* _PROVIDED DATA_

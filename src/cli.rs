use clap::builder::styling::AnsiColor;
use clap::builder::Styles;
use clap::{Parser, Subcommand};

const fn extra_build_info() -> &'static str {
    match option_env!("CARGO_BUILD_DESC") {
        Some(e) => e,
        None => env!("CARGO_PKG_VERSION"),
    }
}
pub const VERSION: &str = extra_build_info();
const INFO_STRING: &str = "
🧬 rcmqc version ";
const AFTER_STRING: &str = "
   ──────────────────────────────────
   tools for validating read clusterings against barcode groups";

// colouring of the help
const STYLES: Styles = Styles::styled()
    .header(AnsiColor::Yellow.on_default().bold())
    .usage(AnsiColor::BrightMagenta.on_default().bold())
    .literal(AnsiColor::BrightMagenta.on_default())
    .placeholder(AnsiColor::White.on_default());

#[derive(Parser)]
#[command(
    version = VERSION,
    about = format!("{}{}{}", INFO_STRING, VERSION, AFTER_STRING),
    arg_required_else_help = true,
    flatten_help = true,
    styles = STYLES
)]
pub struct Cli {
    #[command(subcommand)]
    pub command: Commands,
}

#[derive(Subcommand)]
pub enum Commands {
    /// Evaluate cluster assignments against barcode groups
    #[command(arg_required_else_help = true)]
    Eval {
        /// the input RCM file, with `READ_ID<TAB>CLUSTER` rows
        #[arg(long, short = 'i')]
        rcm: String,

        /// the companion reads file (.fasta/.fastq), listing the same reads
        /// in the same order as the RCM file
        #[arg(long, short = 's')]
        reads: String,

        /// "good" barcode agreement rate threshold (inclusive)
        #[arg(long, short, default_value_t = 0.9, value_parser = parse_rate)]
        rate: f64,

        #[arg(value_enum, long, conflicts_with = "barcode_regex", default_value = "umi")]
        preset: crate::barcode::PresetBarcodeFormats,

        /// barcode regex for custom header styles, with the barcode as its
        /// first capture group. this will override the preset given.
        /// for example, for the `umi` preset:
        ///     UMI:([ACGTN]+)
        #[arg(long, verbatim_doc_comment)]
        barcode_regex: Option<String>,

        /// print each barcode with its members' edit distances to the group
        /// consensus (text output only)
        #[arg(long, action, conflicts_with = "json")]
        distances: bool,

        /// emit the report as JSON instead of text
        #[arg(long, action)]
        json: bool,

        /// the output file (defaults to standard output)
        #[arg(short)]
        output: Option<String>,
    },

    /// Convert a simulated repertoire to an RCM file
    #[command(arg_required_else_help = true)]
    SimulatedToRcm {
        /// the simulated repertoire (.fasta/.fastq), with
        /// `antibody_N_multiplicity_M_copy_K` identifiers
        file: String,

        /// the output RCM file (defaults to standard output)
        #[arg(short)]
        output: Option<String>,

        /// skip, instead of error, on reads without a simulated identifier
        #[arg(long)]
        skip_unmatched: bool,
    },

    /// Convert a simulated repertoire to a final repertoire file
    #[command(arg_required_else_help = true)]
    SimulatedToRepertoire {
        /// the simulated repertoire (.fasta/.fastq)
        file: String,

        /// the output file; the extension picks the format (.fa/.fq)
        #[arg(short)]
        output: String,

        /// skip, instead of error, on reads without a simulated identifier
        #[arg(long)]
        skip_unmatched: bool,

        /// RNG seed for generated FASTQ qualities
        #[arg(long)]
        seed: Option<u64>,
    },

    /// Convert an exported clone table to a repertoire FASTA file
    #[command(arg_required_else_help = true)]
    FromMixcr {
        /// the clone table (TSV with a header row: sequence, count)
        file: String,

        /// the output FASTA file (defaults to standard output)
        #[arg(short)]
        output: Option<String>,
    },

    /// Copy a read file, injecting random substitution errors into each read
    #[command(arg_required_else_help = true)]
    Noise {
        /// the input reads (.fasta/.fastq)
        file: String,

        /// the output file; the extension picks the format (.fa/.fq)
        #[arg(short)]
        output: String,

        /// expected number of substitutions per read (Poisson mean)
        #[arg(long, default_value_t = 2.0)]
        error_rate: f64,

        /// make exactly `error-rate` substitutions instead of sampling
        #[arg(long, action)]
        fixed: bool,

        /// lower bound on substitutions per read
        #[arg(long, default_value_t = 0)]
        min_errors: usize,

        /// restrict errors to the first N bases of each read
        #[arg(long, default_value_t = 10_005_000)]
        site_len: usize,

        /// RNG seed, for reproducible datasets
        #[arg(long)]
        seed: Option<u64>,
    },
}

fn parse_rate(arg: &str) -> Result<f64, String> {
    let rate: f64 = arg
        .parse()
        .map_err(|_| format!("`{arg}` is not a number"))?;

    if !(0.0..=1.0).contains(&rate) {
        return Err(indoc::formatdoc! {"
            rate must lie in [0, 1], got `{arg}`. The rate is the fraction of a \
            barcode group's reads which must agree with the majority cluster, as in:
              --rate 0.9
              --rate 1.0
        "});
    }

    Ok(rate)
}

* _WHAT IS BEING ASKED_
Retyping every entry exactly is the whole of the task.

* _EXERCISE RESPONSE_
filename src/cli.rs
use clap::builder::styling::AnsiColor;
use clap::builder::Styles;
use clap::{Parser, Subcommand};

const fn extra_build_info() -> &'static str {
    match option_env!("CARGO_BUILD_DESC") {
        Some(e) => e,
        None => env!("CARGO_PKG_VERSION"),
    }
}
pub const VERSION: &str = extra_build_info();
const INFO_STRING: &str = "
🧬 rcmqc version ";
const AFTER_STRING: &str = "
   ──────────────────────────────────
   tools for validating read clusterings against barcode groups";

// colouring of the help
const STYLES: Styles = Styles::styled()
    .header(AnsiColor::Yellow.on_default().bold())
    .usage(AnsiColor::BrightMagenta.on_default().bold())
    .literal(AnsiColor::BrightMagenta.on_default())
    .placeholder(AnsiColor::White.on_default());

#[derive(Parser)]
#[command(
    version = VERSION,
    about = format!("{}{}{}", INFO_STRING, VERSION, AFTER_STRING),
    arg_required_else_help = true,
    flatten_help = true,
    styles = STYLES
)]
pub struct Cli {
    #[command(subcommand)]
    pub command: Commands,
}

#[derive(Subcommand)]
pub enum Commands {
    /// Evaluate cluster assignments against barcode groups
    #[command(arg_required_else_help = true)]
    Eval {
        /// the input RCM file, with `READ_ID<TAB>CLUSTER` rows
        #[arg(long, short = 'i')]
        rcm: String,

        /// the companion reads file (.fasta/.fastq), listing the same reads
        /// in the same order as the RCM file
        #[arg(long, short = 's')]
        reads: String,

        /// "good" barcode agreement rate threshold (inclusive)
        #[arg(long, short, default_value_t = 0.9, value_parser = parse_rate)]
        rate: f64,

        #[arg(value_enum, long, conflicts_with = "barcode_regex", default_value = "umi")]
        preset: crate::barcode::PresetBarcodeFormats,

        /// barcode regex for custom header styles, with the barcode as its
        /// first capture group. this will override the preset given.
        /// for example, for the `umi` preset:
        ///     UMI:([ACGTN]+)
        #[arg(long, verbatim_doc_comment)]
        barcode_regex: Option<String>,

        /// print each barcode with its members' edit distances to the group
        /// consensus (text output only)
        #[arg(long, action, conflicts_with = "json")]
        distances: bool,

        /// emit the report as JSON instead of text
        #[arg(long, action)]
        json: bool,

        /// the output file (defaults to standard output)
        #[arg(short)]
        output: Option<String>,
    },

    /// Convert a simulated repertoire to an RCM file
    #[command(arg_required_else_help = true)]
    SimulatedToRcm {
        /// the simulated repertoire (.fasta/.fastq), with
        /// `antibody_N_multiplicity_M_copy_K` identifiers
        file: String,

        /// the output RCM file (defaults to standard output)
        #[arg(short)]
        output: Option<String>,

        /// skip, instead of error, on reads without a simulated identifier
        #[arg(long)]
        skip_unmatched: bool,
    },

    /// Convert a simulated repertoire to a final repertoire file
    #[command(arg_required_else_help = true)]
    SimulatedToRepertoire {
        /// the simulated repertoire (.fasta/.fastq)
        file: String,

        /// the output file; the extension picks the format (.fa/.fq)
        #[arg(short)]
        output: String,

        /// skip, instead of error, on reads without a simulated identifier
        #[arg(long)]
        skip_unmatched: bool,

        /// RNG seed for generated FASTQ qualities
        #[arg(long)]
        seed: Option<u64>,
    },

    /// Convert an exported clone table to a repertoire FASTA file
    #[command(arg_required_else_help = true)]
    FromMixcr {
        /// the clone table (TSV with a header row: sequence, count)
        file: String,

        /// the output FASTA file (defaults to standard output)
        #[arg(short)]
        output: Option<String>,
    },

    /// Copy a read file, injecting random substitution errors into each read
    #[command(arg_required_else_help = true)]
    Noise {
        /// the input reads (.fasta/.fastq)
        file: String,

        /// the output file; the extension picks the format (.fa/.fq)
        #[arg(short)]
        output: String,

        /// expected number of substitutions per read (Poisson mean)
        #[arg(long, default_value_t = 2.0)]
        error_rate: f64,

        /// make exactly `error-rate` substitutions instead of sampling
        #[arg(long, action)]
        fixed: bool,

        /// lower bound on substitutions per read
        #[arg(long, default_value_t = 0)]
        min_errors: usize,

        /// restrict errors to the first N bases of each read
        #[arg(long, default_value_t = 10_005_000)]
        site_len: usize,

        /// RNG seed, for reproducible datasets
        #[arg(long)]
        seed: Option<u64>,
    },
}

fn parse_rate(arg: &str) -> Result<f64, String> {
    let rate: f64 = arg
        .parse()
        .map_err(|_| format!("`{arg}` is not a number"))?;

    if !(0.0..=1.0).contains(&rate) {
        return Err(indoc::formatdoc! {"
            rate must lie in [0, 1], got `{arg}`. The rate is the fraction of a \
            barcode group's reads which must agree with the majority cluster, as in:
              --rate 0.9
              --rate 1.0
        "});
    }

    Ok(rate)
}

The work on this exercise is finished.